Extracted records >>
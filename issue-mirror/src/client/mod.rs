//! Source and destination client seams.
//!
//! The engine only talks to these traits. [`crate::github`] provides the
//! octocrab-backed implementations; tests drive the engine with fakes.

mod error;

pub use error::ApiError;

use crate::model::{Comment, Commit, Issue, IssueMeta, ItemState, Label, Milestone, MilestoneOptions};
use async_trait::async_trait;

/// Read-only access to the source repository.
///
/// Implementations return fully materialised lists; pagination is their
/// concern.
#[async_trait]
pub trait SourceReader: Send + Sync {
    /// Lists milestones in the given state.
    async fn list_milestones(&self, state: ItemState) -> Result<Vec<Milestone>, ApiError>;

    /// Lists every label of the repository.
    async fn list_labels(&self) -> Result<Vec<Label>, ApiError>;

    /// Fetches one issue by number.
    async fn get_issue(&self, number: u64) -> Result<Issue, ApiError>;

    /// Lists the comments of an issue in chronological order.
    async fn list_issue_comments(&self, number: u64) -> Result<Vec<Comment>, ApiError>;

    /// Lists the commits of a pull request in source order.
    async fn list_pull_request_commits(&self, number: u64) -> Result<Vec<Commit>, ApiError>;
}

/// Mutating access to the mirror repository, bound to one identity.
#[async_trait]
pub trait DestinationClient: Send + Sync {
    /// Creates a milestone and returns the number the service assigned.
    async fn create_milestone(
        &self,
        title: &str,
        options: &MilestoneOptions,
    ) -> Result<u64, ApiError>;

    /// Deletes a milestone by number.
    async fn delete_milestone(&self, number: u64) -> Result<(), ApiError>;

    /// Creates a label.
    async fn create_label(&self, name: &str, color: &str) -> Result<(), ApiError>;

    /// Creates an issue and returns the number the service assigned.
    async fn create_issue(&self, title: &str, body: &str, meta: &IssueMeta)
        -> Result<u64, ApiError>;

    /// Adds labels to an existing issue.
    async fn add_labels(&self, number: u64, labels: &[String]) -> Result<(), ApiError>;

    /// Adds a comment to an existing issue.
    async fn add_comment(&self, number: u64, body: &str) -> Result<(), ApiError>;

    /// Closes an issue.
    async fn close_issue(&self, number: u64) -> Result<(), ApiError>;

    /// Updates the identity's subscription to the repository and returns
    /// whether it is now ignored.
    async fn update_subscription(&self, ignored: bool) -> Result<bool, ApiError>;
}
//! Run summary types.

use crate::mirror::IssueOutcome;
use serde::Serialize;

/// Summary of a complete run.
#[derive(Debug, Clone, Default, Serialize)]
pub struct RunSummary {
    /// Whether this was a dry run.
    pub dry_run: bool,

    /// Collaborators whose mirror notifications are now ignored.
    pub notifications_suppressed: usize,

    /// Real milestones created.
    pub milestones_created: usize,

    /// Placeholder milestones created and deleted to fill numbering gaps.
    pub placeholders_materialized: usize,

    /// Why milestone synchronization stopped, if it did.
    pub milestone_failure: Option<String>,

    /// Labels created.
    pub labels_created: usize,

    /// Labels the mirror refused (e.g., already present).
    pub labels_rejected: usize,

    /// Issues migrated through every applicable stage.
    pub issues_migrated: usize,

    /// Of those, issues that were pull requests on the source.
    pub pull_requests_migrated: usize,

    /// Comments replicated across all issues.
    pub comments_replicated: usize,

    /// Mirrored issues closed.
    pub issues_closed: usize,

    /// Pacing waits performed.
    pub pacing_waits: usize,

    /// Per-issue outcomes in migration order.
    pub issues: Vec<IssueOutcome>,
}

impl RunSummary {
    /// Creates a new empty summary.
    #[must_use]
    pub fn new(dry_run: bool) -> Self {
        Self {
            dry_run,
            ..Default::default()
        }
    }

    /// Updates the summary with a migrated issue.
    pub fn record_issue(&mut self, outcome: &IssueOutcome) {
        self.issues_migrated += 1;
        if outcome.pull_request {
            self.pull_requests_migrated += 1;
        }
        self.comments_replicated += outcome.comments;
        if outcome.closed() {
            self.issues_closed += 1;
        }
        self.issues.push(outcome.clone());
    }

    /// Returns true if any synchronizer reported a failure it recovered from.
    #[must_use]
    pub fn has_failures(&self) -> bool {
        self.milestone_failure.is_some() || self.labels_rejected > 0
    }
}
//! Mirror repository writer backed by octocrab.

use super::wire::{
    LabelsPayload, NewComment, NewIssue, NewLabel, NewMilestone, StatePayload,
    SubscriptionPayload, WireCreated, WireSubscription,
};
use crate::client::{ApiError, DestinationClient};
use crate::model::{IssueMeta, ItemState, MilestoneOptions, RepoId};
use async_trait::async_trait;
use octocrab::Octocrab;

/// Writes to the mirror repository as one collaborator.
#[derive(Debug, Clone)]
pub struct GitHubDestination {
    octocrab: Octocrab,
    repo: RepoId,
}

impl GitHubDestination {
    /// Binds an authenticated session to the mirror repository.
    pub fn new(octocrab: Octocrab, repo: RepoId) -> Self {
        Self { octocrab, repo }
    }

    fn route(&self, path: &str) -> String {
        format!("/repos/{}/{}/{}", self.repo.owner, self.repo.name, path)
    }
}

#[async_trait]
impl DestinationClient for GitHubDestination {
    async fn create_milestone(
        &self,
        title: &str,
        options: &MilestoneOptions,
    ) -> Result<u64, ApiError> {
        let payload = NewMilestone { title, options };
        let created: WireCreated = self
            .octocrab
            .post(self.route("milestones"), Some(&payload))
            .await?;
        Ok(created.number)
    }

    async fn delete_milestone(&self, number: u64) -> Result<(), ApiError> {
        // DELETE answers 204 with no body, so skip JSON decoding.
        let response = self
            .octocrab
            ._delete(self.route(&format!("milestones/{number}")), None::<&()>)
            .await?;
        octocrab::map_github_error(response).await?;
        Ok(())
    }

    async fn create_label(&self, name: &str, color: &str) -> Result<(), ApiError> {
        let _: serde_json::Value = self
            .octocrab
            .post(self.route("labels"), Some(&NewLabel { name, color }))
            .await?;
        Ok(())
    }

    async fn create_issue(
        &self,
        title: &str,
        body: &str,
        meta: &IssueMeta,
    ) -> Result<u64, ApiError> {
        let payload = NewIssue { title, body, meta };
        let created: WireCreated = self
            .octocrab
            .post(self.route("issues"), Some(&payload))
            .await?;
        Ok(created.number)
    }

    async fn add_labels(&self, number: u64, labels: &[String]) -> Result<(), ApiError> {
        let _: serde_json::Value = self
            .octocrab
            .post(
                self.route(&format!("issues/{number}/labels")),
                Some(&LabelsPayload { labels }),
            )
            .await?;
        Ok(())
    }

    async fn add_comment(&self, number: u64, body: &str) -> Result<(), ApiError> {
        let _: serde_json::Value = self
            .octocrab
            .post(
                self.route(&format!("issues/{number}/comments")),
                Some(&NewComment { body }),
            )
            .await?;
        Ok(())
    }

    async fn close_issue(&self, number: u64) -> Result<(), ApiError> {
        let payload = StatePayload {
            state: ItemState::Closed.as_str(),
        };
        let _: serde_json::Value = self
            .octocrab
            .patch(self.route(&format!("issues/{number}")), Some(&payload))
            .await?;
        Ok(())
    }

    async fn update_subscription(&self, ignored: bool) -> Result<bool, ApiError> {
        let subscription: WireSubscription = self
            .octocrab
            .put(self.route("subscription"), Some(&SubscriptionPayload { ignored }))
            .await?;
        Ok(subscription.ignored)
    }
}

Description of the task >> Write each entry out again. Do not change a word.

Solution for this problem >>
filename issue-mirror/src/client/mod.rs
//! Source and destination client seams.
//!
//! The engine only talks to these traits. [`crate::github`] provides the
//! octocrab-backed implementations; tests drive the engine with fakes.

mod error;

pub use error::ApiError;

use crate::model::{Comment, Commit, Issue, IssueMeta, ItemState, Label, Milestone, MilestoneOptions};
use async_trait::async_trait;

/// Read-only access to the source repository.
///
/// Implementations return fully materialised lists; pagination is their
/// concern.
#[async_trait]
pub trait SourceReader: Send + Sync {
    /// Lists milestones in the given state.
    async fn list_milestones(&self, state: ItemState) -> Result<Vec<Milestone>, ApiError>;

    /// Lists every label of the repository.
    async fn list_labels(&self) -> Result<Vec<Label>, ApiError>;

    /// Fetches one issue by number.
    async fn get_issue(&self, number: u64) -> Result<Issue, ApiError>;

    /// Lists the comments of an issue in chronological order.
    async fn list_issue_comments(&self, number: u64) -> Result<Vec<Comment>, ApiError>;

    /// Lists the commits of a pull request in source order.
    async fn list_pull_request_commits(&self, number: u64) -> Result<Vec<Commit>, ApiError>;
}

/// Mutating access to the mirror repository, bound to one identity.
#[async_trait]
pub trait DestinationClient: Send + Sync {
    /// Creates a milestone and returns the number the service assigned.
    async fn create_milestone(
        &self,
        title: &str,
        options: &MilestoneOptions,
    ) -> Result<u64, ApiError>;

    /// Deletes a milestone by number.
    async fn delete_milestone(&self, number: u64) -> Result<(), ApiError>;

    /// Creates a label.
    async fn create_label(&self, name: &str, color: &str) -> Result<(), ApiError>;

    /// Creates an issue and returns the number the service assigned.
    async fn create_issue(&self, title: &str, body: &str, meta: &IssueMeta)
        -> Result<u64, ApiError>;

    /// Adds labels to an existing issue.
    async fn add_labels(&self, number: u64, labels: &[String]) -> Result<(), ApiError>;

    /// Adds a comment to an existing issue.
    async fn add_comment(&self, number: u64, body: &str) -> Result<(), ApiError>;

    /// Closes an issue.
    async fn close_issue(&self, number: u64) -> Result<(), ApiError>;

    /// Updates the identity's subscription to the repository and returns
    /// whether it is now ignored.
    async fn update_subscription(&self, ignored: bool) -> Result<bool, ApiError>;
}
//! Run summary types.

use crate::mirror::IssueOutcome;
use serde::Serialize;

/// Summary of a complete run.
#[derive(Debug, Clone, Default, Serialize)]
pub struct RunSummary {
    /// Whether this was a dry run.
    pub dry_run: bool,

    /// Collaborators whose mirror notifications are now ignored.
    pub notifications_suppressed: usize,

    /// Real milestones created.
    pub milestones_created: usize,

    /// Placeholder milestones created and deleted to fill numbering gaps.
    pub placeholders_materialized: usize,

    /// Why milestone synchronization stopped, if it did.
    pub milestone_failure: Option<String>,

    /// Labels created.
    pub labels_created: usize,

    /// Labels the mirror refused (e.g., already present).
    pub labels_rejected: usize,

    /// Issues migrated through every applicable stage.
    pub issues_migrated: usize,

    /// Of those, issues that were pull requests on the source.
    pub pull_requests_migrated: usize,

    /// Comments replicated across all issues.
    pub comments_replicated: usize,

    /// Mirrored issues closed.
    pub issues_closed: usize,

    /// Pacing waits performed.
    pub pacing_waits: usize,

    /// Per-issue outcomes in migration order.
    pub issues: Vec<IssueOutcome>,
}

impl RunSummary {
    /// Creates a new empty summary.
    #[must_use]
    pub fn new(dry_run: bool) -> Self {
        Self {
            dry_run,
            ..Default::default()
        }
    }

    /// Updates the summary with a migrated issue.
    pub fn record_issue(&mut self, outcome: &IssueOutcome) {
        self.issues_migrated += 1;
        if outcome.pull_request {
            self.pull_requests_migrated += 1;
        }
        self.comments_replicated += outcome.comments;
        if outcome.closed() {
            self.issues_closed += 1;
        }
        self.issues.push(outcome.clone());
    }

    /// Returns true if any synchronizer reported a failure it recovered from.
    #[must_use]
    pub fn has_failures(&self) -> bool {
        self.milestone_failure.is_some() || self.labels_rejected > 0
    }
}
//! Mirror repository writer backed by octocrab.

use super::wire::{
    LabelsPayload, NewComment, NewIssue, NewLabel, NewMilestone, StatePayload,
    SubscriptionPayload, WireCreated, WireSubscription,
};
use crate::client::{ApiError, DestinationClient};
use crate::model::{IssueMeta, ItemState, MilestoneOptions, RepoId};
use async_trait::async_trait;
use octocrab::Octocrab;

/// Writes to the mirror repository as one collaborator.
#[derive(Debug, Clone)]
pub struct GitHubDestination {
    octocrab: Octocrab,
    repo: RepoId,
}

impl GitHubDestination {
    /// Binds an authenticated session to the mirror repository.
    pub fn new(octocrab: Octocrab, repo: RepoId) -> Self {
        Self { octocrab, repo }
    }

    fn route(&self, path: &str) -> String {
        format!("/repos/{}/{}/{}", self.repo.owner, self.repo.name, path)
    }
}

#[async_trait]
impl DestinationClient for GitHubDestination {
    async fn create_milestone(
        &self,
        title: &str,
        options: &MilestoneOptions,
    ) -> Result<u64, ApiError> {
        let payload = NewMilestone { title, options };
        let created: WireCreated = self
            .octocrab
            .post(self.route("milestones"), Some(&payload))
            .await?;
        Ok(created.number)
    }

    async fn delete_milestone(&self, number: u64) -> Result<(), ApiError> {
        // DELETE answers 204 with no body, so skip JSON decoding.
        let response = self
            .octocrab
            ._delete(self.route(&format!("milestones/{number}")), None::<&()>)
            .await?;
        octocrab::map_github_error(response).await?;
        Ok(())
    }

    async fn create_label(&self, name: &str, color: &str) -> Result<(), ApiError> {
        let _: serde_json::Value = self
            .octocrab
            .post(self.route("labels"), Some(&NewLabel { name, color }))
            .await?;
        Ok(())
    }

    async fn create_issue(
        &self,
        title: &str,
        body: &str,
        meta: &IssueMeta,
    ) -> Result<u64, ApiError> {
        let payload = NewIssue { title, body, meta };
        let created: WireCreated = self
            .octocrab
            .post(self.route("issues"), Some(&payload))
            .await?;
        Ok(created.number)
    }

    async fn add_labels(&self, number: u64, labels: &[String]) -> Result<(), ApiError> {
        let _: serde_json::Value = self
            .octocrab
            .post(
                self.route(&format!("issues/{number}/labels")),
                Some(&LabelsPayload { labels }),
            )
            .await?;
        Ok(())
    }

    async fn add_comment(&self, number: u64, body: &str) -> Result<(), ApiError> {
        let _: serde_json::Value = self
            .octocrab
            .post(
                self.route(&format!("issues/{number}/comments")),
                Some(&NewComment { body }),
            )
            .await?;
        Ok(())
    }

    async fn close_issue(&self, number: u64) -> Result<(), ApiError> {
        let payload = StatePayload {
            state: ItemState::Closed.as_str(),
        };
        let _: serde_json::Value = self
            .octocrab
            .patch(self.route(&format!("issues/{number}")), Some(&payload))
            .await?;
        Ok(())
    }

    async fn update_subscription(&self, ignored: bool) -> Result<bool, ApiError> {
        let subscription: WireSubscription = self
            .octocrab
            .put(self.route("subscription"), Some(&SubscriptionPayload { ignored }))
            .await?;
        Ok(subscription.ignored)
    }
}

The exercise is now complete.